═════ EXERCISE DATA

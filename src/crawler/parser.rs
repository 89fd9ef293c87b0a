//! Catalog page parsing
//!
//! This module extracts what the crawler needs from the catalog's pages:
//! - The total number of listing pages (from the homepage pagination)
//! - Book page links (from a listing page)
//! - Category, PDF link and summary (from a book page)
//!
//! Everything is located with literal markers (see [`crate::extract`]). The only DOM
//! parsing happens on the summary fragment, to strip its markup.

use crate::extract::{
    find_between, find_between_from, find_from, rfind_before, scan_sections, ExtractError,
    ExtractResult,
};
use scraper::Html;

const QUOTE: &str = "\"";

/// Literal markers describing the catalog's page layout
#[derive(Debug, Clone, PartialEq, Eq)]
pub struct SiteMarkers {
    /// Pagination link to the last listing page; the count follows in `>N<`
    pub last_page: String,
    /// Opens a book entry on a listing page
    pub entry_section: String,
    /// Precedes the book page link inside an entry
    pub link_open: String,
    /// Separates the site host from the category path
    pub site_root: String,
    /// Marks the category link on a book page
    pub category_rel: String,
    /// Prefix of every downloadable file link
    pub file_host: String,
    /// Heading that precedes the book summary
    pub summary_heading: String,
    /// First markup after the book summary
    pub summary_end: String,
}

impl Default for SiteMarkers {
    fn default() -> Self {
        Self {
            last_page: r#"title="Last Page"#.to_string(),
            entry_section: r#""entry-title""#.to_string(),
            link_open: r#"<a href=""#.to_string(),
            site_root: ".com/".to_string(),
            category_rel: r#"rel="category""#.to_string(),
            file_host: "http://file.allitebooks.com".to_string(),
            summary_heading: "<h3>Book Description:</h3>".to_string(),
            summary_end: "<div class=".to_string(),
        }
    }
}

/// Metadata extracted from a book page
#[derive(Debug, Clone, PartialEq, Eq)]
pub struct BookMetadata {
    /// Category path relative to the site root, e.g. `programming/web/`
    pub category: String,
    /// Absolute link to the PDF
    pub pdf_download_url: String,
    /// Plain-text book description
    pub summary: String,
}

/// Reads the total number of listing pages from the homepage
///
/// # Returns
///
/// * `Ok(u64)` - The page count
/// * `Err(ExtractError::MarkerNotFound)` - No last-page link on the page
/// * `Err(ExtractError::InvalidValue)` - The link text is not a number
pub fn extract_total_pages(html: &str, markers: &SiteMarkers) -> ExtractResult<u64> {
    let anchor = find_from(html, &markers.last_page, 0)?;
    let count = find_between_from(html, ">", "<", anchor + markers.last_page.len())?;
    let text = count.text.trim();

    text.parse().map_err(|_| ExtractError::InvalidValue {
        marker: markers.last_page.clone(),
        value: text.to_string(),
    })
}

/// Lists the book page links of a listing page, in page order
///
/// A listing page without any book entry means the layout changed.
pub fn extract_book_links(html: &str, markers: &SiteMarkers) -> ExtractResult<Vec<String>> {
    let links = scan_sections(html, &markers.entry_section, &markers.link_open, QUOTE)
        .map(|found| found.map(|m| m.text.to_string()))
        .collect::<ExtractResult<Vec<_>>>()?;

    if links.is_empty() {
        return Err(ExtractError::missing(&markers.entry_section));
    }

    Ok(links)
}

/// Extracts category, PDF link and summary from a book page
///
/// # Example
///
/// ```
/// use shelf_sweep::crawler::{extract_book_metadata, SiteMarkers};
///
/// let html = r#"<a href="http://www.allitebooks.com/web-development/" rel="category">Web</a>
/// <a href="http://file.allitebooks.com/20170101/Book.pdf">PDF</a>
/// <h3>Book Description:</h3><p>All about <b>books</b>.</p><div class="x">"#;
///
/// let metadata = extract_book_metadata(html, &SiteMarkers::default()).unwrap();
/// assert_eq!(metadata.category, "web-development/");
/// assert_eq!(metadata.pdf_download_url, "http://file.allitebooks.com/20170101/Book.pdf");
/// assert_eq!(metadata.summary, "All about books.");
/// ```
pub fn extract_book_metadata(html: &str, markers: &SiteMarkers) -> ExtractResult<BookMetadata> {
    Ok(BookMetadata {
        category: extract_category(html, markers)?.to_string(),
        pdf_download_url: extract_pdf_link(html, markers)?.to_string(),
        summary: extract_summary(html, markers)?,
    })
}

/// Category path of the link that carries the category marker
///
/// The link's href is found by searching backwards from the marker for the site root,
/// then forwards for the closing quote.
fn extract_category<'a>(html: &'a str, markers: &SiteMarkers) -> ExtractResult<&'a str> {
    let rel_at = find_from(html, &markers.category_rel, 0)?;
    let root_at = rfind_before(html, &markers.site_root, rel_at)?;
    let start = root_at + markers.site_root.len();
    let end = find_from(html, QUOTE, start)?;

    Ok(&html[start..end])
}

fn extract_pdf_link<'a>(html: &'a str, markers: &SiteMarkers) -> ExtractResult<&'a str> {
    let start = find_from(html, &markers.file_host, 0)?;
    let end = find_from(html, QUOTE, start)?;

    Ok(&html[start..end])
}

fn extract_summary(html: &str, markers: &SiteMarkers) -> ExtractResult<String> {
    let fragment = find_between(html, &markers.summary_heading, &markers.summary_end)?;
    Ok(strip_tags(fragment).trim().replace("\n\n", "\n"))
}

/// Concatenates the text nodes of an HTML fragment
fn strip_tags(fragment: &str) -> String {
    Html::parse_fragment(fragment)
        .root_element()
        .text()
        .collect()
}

══════════
═════ EXERCISE DATA

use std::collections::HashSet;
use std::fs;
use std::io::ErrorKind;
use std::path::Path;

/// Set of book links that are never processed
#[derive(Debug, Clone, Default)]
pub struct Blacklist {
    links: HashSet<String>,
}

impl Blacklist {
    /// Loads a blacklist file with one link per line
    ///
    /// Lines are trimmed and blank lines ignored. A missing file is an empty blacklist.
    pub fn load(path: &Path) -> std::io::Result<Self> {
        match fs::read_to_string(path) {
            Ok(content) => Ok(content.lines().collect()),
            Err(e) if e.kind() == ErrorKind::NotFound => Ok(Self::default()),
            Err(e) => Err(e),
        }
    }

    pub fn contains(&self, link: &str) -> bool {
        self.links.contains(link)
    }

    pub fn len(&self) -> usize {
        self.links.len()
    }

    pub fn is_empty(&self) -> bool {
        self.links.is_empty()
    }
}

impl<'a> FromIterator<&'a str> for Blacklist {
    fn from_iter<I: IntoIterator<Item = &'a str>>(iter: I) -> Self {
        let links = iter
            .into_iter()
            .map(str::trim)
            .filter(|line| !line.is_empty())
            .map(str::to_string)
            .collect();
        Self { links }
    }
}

══════════

### EXERCISE DIRECTIONS
Scan the material above for lines that contain the string "contains", and copy each such line.

### RESPONSE AREA
    pub fn contains(&self, link: &str) -> bool {
        self.links.contains(link)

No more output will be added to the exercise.